Le premier grand type d’innovation est censé permettre par la mise à disposition de nouveaux produits et/ou services, l’ouverture de marchés nouveaux à même de séduire nos clients existants ou de nous ouvrir à de nouveaux clients. On pourrais prendre comme exemple bon nombre de produits créés par des marques comme Apple, Samsung… pour les produits innovants ou par Netflix, Free …pour ce qui est de nouveaux services mis à disposition de leur clients.
Le second grand type peut permettre une réinvention des façons de faire en interne pour appréhender la production des systèmes existants, on parle alors d’innovation organisationnelle ou de procédés (ex : utilisation d’imprimantes 3D pour fabriquer des pièces aéronautiques, utilisation de nouveaux types de matériaux…); ou la remise en question par un acteur externe d’un marché existant on parle d’innovation de rupture ou de disruption comme chez UBer, AirBnb…
Le Manuel d’Oslo propose lui la définition suivante : une innovation est la mise en œuvre (implementation) d’un produit (bien ou service) ou d’un procédé (de production) nouveau ou sensiblement amélioré, d’une nouvelle méthode de commercialisation ou d’une nouvelle méthode organisationnelle dans les pratiques d’une entreprise, l’organisation du lieu de travail ou les relations extérieures
Voila l’animal caractérisé ! On peut se demander alors, pourquoi il est si difficile à approcher et quand il se présente, pourquoi la rencontre ne produit elle pas toujours autant de succès que prévu ?
Pour mieux comprendre pourquoi on a tant de difficulté à innover, il me parait important de pouvoir comprendre comment fonctionne les processus conduisant à des innovations et les particularités de ces innovations.
Innovation : description et mode d’emploi
Particularité des innovations et du processus d’innovation
L’innovation caractérise à la fois un processus, celui d’innover, et le résultat de ce processus. En tant que processus, il est à la fois intégratif, contextuel et conditionné.

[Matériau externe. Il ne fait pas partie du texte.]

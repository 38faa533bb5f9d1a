//! Synthesis: from a construct tree to a cloud assembly.
//!
//! For every stack the driver allocates logical ids, resolves resource
//! properties and outputs, derives the dependency graph from the references
//! found during resolution plus the explicit dependencies recorded on the
//! tree, orders the resources, and renders the template. Stacks are then
//! ordered by the cross-stack dependencies discovered along the way.

use std::collections::{BTreeMap, BTreeSet};
use std::path::Path;

use serde::{Deserialize, Serialize};
use serde_json::Value as Json;
use stratus_common::config::{Environment, SynthConfig};
use stratus_common::constants::{
    ASSEMBLY_MANIFEST_FILE, ASSEMBLY_MANIFEST_VERSION, PATH_METADATA_KEY, STACK_ARTIFACT_TYPE,
    TEMPLATE_FILE_SUFFIX,
};
use stratus_common::error::{Result, StratusError};
use stratus_common::types::{Annotation, LogicalId, Severity};

use crate::graph::DependencyGraph;
use crate::logical_id::make_logical_id;
use crate::resolver::Resolver;
use crate::template::{ExportEntry, OutputEntry, ResourceEntry, Template};
use crate::tree::{ConstructTree, NodeId, NodeKind};
use crate::validator;

/// A synthesized stack.
#[derive(Debug, Clone)]
pub struct StackArtifact {
    /// Deployed stack name.
    pub name: String,
    /// Construct path of the stack.
    pub construct_path: String,
    /// Target environment.
    pub environment: Environment,
    /// Rendered template.
    pub template: Template,
    /// Logical ids in deployment order.
    pub deployment_order: Vec<String>,
    /// Names of stacks that must be deployed first.
    pub dependencies: Vec<String>,
}

impl StackArtifact {
    /// Returns the template file name.
    #[must_use]
    pub fn template_file(&self) -> String {
        format!("{}{TEMPLATE_FILE_SUFFIX}", self.name)
    }
}

/// The output of a synthesis run.
#[derive(Debug, Clone)]
pub struct CloudAssembly {
    /// Stacks in deployment order.
    pub stacks: Vec<StackArtifact>,
    /// Every annotation found in the tree.
    pub annotations: Vec<Annotation>,
}

/// Serialized form of `manifest.json`.
#[derive(Debug, Clone, PartialEq, Serialize, Deserialize)]
pub struct AssemblyManifest {
    /// Manifest schema version.
    pub version: String,
    /// Artifacts keyed by stack name.
    pub artifacts: BTreeMap<String, ArtifactManifest>,
}

/// One stack entry of the assembly manifest.
#[derive(Debug, Clone, PartialEq, Serialize, Deserialize)]
pub struct ArtifactManifest {
    /// Artifact type.
    #[serde(rename = "type")]
    pub artifact_type: String,
    /// `aws://account/region`.
    pub environment: String,
    /// Artifact properties.
    pub properties: ArtifactProperties,
    /// Stacks deployed before this one.
    #[serde(default, skip_serializing_if = "Vec::is_empty")]
    pub dependencies: Vec<String>,
    /// Annotations keyed by construct path.
    #[serde(default, skip_serializing_if = "BTreeMap::is_empty")]
    pub metadata: BTreeMap<String, Vec<MetadataEntry>>,
}

/// Properties of a stack artifact.
#[derive(Debug, Clone, PartialEq, Eq, Serialize, Deserialize)]
#[serde(rename_all = "camelCase")]
pub struct ArtifactProperties {
    /// Template file name relative to the assembly directory.
    pub template_file: String,
}

/// A single annotation in the manifest.
#[derive(Debug, Clone, PartialEq, Eq, Serialize, Deserialize)]
pub struct MetadataEntry {
    /// Severity.
    #[serde(rename = "type")]
    pub severity: Severity,
    /// Message text.
    pub data: String,
}

impl CloudAssembly {
    /// Returns a stack artifact by name.
    #[must_use]
    pub fn stack(&self, name: &str) -> Option<&StackArtifact> {
        self.stacks.iter().find(|s| s.name == name)
    }

    /// Returns the warning annotations.
    pub fn warnings(&self) -> impl Iterator<Item = &Annotation> {
        self.annotations
            .iter()
            .filter(|note| note.severity == Severity::Warning)
    }

    /// Builds the assembly manifest.
    #[must_use]
    pub fn manifest(&self) -> AssemblyManifest {
        let artifacts = self
            .stacks
            .iter()
            .map(|stack| {
                let mut metadata: BTreeMap<String, Vec<MetadataEntry>> = BTreeMap::new();
                for note in &self.annotations {
                    let belongs = note.path == stack.construct_path
                        || note.path.starts_with(&format!("{}/", stack.construct_path));
                    if belongs {
                        metadata
                            .entry(format!("/{}", note.path))
                            .or_default()
                            .push(MetadataEntry {
                                severity: note.severity,
                                data: note.message.clone(),
                            });
                    }
                }
                let artifact = ArtifactManifest {
                    artifact_type: STACK_ARTIFACT_TYPE.to_string(),
                    environment: stack.environment.uri(),
                    properties: ArtifactProperties {
                        template_file: stack.template_file(),
                    },
                    dependencies: stack.dependencies.clone(),
                    metadata,
                };
                (stack.name.clone(), artifact)
            })
            .collect();

        AssemblyManifest {
            version: ASSEMBLY_MANIFEST_VERSION.to_string(),
            artifacts,
        }
    }

    /// Writes every template and the manifest into `dir`.
    ///
    /// # Errors
    ///
    /// Returns an error if the directory or a file cannot be written.
    pub fn write(&self, dir: &Path) -> Result<()> {
        tracing::info!(dir = %dir.display(), stacks = self.stacks.len(), "writing cloud assembly");
        std::fs::create_dir_all(dir).map_err(|source| StratusError::Io {
            path: dir.to_path_buf(),
            source,
        })?;

        for stack in &self.stacks {
            let path = dir.join(stack.template_file());
            write_file(&path, &stack.template.to_json_pretty()?)?;
        }

        let manifest = serde_json::to_string_pretty(&self.manifest())?;
        write_file(&dir.join(ASSEMBLY_MANIFEST_FILE), &manifest)
    }
}

fn write_file(path: &Path, contents: &str) -> Result<()> {
    tracing::debug!(path = %path.display(), bytes = contents.len(), "writing file");
    std::fs::write(path, contents).map_err(|source| StratusError::Io {
        path: path.to_path_buf(),
        source,
    })
}

/// Synthesizes every stack of the tree.
///
/// # Errors
///
/// Returns an error if validation fails (including warnings in strict
/// mode), a value cannot be resolved, logical ids collide, or resources or
/// stacks depend on each other cyclically.
pub fn synthesize(tree: &ConstructTree, config: &SynthConfig) -> Result<CloudAssembly> {
    let _span = tracing::info_span!("synthesize").entered();
    validator::validate(tree)?;

    let annotations = tree.annotations();
    let warnings: Vec<&Annotation> = annotations
        .iter()
        .filter(|note| note.severity == Severity::Warning)
        .collect();
    for note in &warnings {
        tracing::warn!(path = %note.path, "{}", note.message);
    }
    if config.strict && !warnings.is_empty() {
        return Err(StratusError::ValidationFailed {
            errors: warnings
                .iter()
                .map(|note| format!("[{}] {}", note.path, note.message))
                .collect(),
        });
    }

    let mut stack_graph = DependencyGraph::new();
    let mut artifacts: BTreeMap<String, StackArtifact> = BTreeMap::new();
    for stack in tree.stacks() {
        let artifact = synthesize_stack(tree, stack, &mut stack_graph)?;
        let _ = artifacts.insert(artifact.name.clone(), artifact);
    }

    let order = stack_graph.resolve_order()?;
    let stacks: Vec<StackArtifact> = order
        .iter()
        .filter_map(|name| {
            artifacts.remove(name).map(|mut artifact| {
                artifact.dependencies = stack_graph.dependencies_of(name);
                artifact
            })
        })
        .collect();

    tracing::info!(stacks = stacks.len(), warnings = warnings.len(), "synthesis complete");
    Ok(CloudAssembly { stacks, annotations })
}

fn synthesize_stack(
    tree: &ConstructTree,
    stack: NodeId,
    stack_graph: &mut DependencyGraph,
) -> Result<StackArtifact> {
    let info = tree.stack_info(stack).ok_or_else(|| StratusError::NotFound {
        kind: "stack",
        id: tree.path(stack),
    })?;
    let _span = tracing::info_span!("stack", name = %info.name).entered();
    let _ = stack_graph.add_node(info.name.clone());
    record_stack_dependencies(tree, stack, &info.name, stack_graph);

    let members: Vec<NodeId> = tree
        .descendants(stack)
        .into_iter()
        .filter(|&n| matches!(tree.kind(n), NodeKind::Resource(_) | NodeKind::Output(_)))
        .collect();
    let logical_ids = allocate_logical_ids(tree, &info.name, &members)?;

    let mut graph = DependencyGraph::new();
    let mut template = Template::new(info.description.clone());

    for &node in &members {
        let id = logical_ids[&node].as_str();
        let mut resolver = Resolver::new(tree, stack, &logical_ids);
        match tree.kind(node) {
            NodeKind::Resource(resource) => {
                tracing::debug!(logical_id = id, resource_type = %resource.resource_type, "resolving resource");
                let _ = graph.add_node(id);

                let mut properties = serde_json::Map::new();
                for (key, value) in &resource.properties {
                    if let Some(json) = resolver.resolve(value)? {
                        let _ = properties.insert(key.clone(), json);
                    }
                }
                for target in resolver.take_references() {
                    graph.add_dependency(id, logical_ids[&target].as_str());
                }

                let mut depends_on = BTreeSet::new();
                for target in explicit_dependencies(tree, node) {
                    if tree.stack_of(target) == Some(stack) {
                        let target_id = logical_ids[&target].as_str();
                        graph.add_dependency(id, target_id);
                        let _ = depends_on.insert(target_id.to_string());
                    }
                }

                let mut metadata = BTreeMap::new();
                let _ = metadata.insert(PATH_METADATA_KEY.to_string(), Json::String(tree.path(node)));
                let policy = resource
                    .removal_policy
                    .map(|p| p.as_template_value().to_string());

                let _ = template.resources.insert(
                    id.to_string(),
                    ResourceEntry {
                        resource_type: resource.resource_type.clone(),
                        properties,
                        depends_on: depends_on.into_iter().collect(),
                        deletion_policy: policy.clone(),
                        update_replace_policy: policy,
                        metadata,
                    },
                );
            }
            NodeKind::Output(output) => {
                let value = resolver.resolve(&output.value)?.unwrap_or(Json::Null);
                let _ = template.outputs.insert(
                    id.to_string(),
                    OutputEntry {
                        value,
                        description: output.description.clone(),
                        export: output
                            .export_name
                            .clone()
                            .map(|name| ExportEntry { name }),
                    },
                );
            }
            _ => {}
        }
    }

    let deployment_order = graph.resolve_order()?;
    tracing::info!(resources = template.resources.len(), outputs = template.outputs.len(), "stack rendered");

    Ok(StackArtifact {
        name: info.name.clone(),
        construct_path: tree.path(stack),
        environment: info.environment.clone(),
        template,
        deployment_order,
        dependencies: Vec::new(),
    })
}

fn allocate_logical_ids(
    tree: &ConstructTree,
    stack_name: &str,
    members: &[NodeId],
) -> Result<BTreeMap<NodeId, LogicalId>> {
    let mut ids = BTreeMap::new();
    let mut seen = BTreeSet::new();
    for &node in members {
        let id = make_logical_id(&tree.path_components(node));
        if !seen.insert(id.clone()) {
            return Err(StratusError::DuplicateLogicalId {
                stack: stack_name.to_string(),
                logical_id: id.to_string(),
            });
        }
        let _ = ids.insert(node, id);
    }
    Ok(ids)
}

/// Turns every explicit dependency from a construct of `stack` (the stack
/// itself included) onto a construct of another stack into a stack edge.
/// The target stack need not contain any resources.
fn record_stack_dependencies(
    tree: &ConstructTree,
    stack: NodeId,
    name: &str,
    stack_graph: &mut DependencyGraph,
) {
    for node in tree.descendants(stack) {
        for &dependency in tree.dependencies(node) {
            let other = tree
                .stack_of(dependency)
                .filter(|&other| other != stack)
                .and_then(|other| tree.stack_info(other));
            if let Some(other) = other {
                tracing::debug!(stack = name, depends_on = %other.name, "stack dependency");
                stack_graph.add_dependency(name, &other.name);
            }
        }
    }
}

/// Expands the explicit dependencies of `node` and its ancestors into the
/// resources they cover. Dependencies on a construct that contains `node`
/// are skipped, and dependencies recorded on the stack itself are handled
/// by [`record_stack_dependencies`].
fn explicit_dependencies(tree: &ConstructTree, node: NodeId) -> BTreeSet<NodeId> {
    let mut targets = BTreeSet::new();
    let mut current = Some(node);
    while let Some(scope) = current {
        if matches!(tree.kind(scope), NodeKind::Stack(_) | NodeKind::App) {
            break;
        }
        for &dependency in tree.dependencies(scope) {
            if tree.contains(dependency, node) {
                continue;
            }
            targets.extend(
                tree.descendants(dependency)
                    .into_iter()
                    .filter(|&n| n != node && tree.resource(n).is_some()),
            );
        }
        current = tree.parent(scope);
    }
    targets
}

Intégratif car il est dépendant du passé : un processus d’innovation ayant fonctionner et reproduit à l’identique ne conduira pas forcément à une nouvelle innovation puisque la nouveauté est par essence éphémère et unique.
Il est aussi éminemment contextuel, puisque dépendant de son environnement direct. Une innovation est considérée comme telle dans à un contexte bien particulier qui correspond à un publique et une demande ou un besoin.
Enfin, il est conditionné par sa réussite, une innovation qui ne trouve pas le succès dans son environnement n’est pas considérée comme telle, on la qualifiera de ratage / échec …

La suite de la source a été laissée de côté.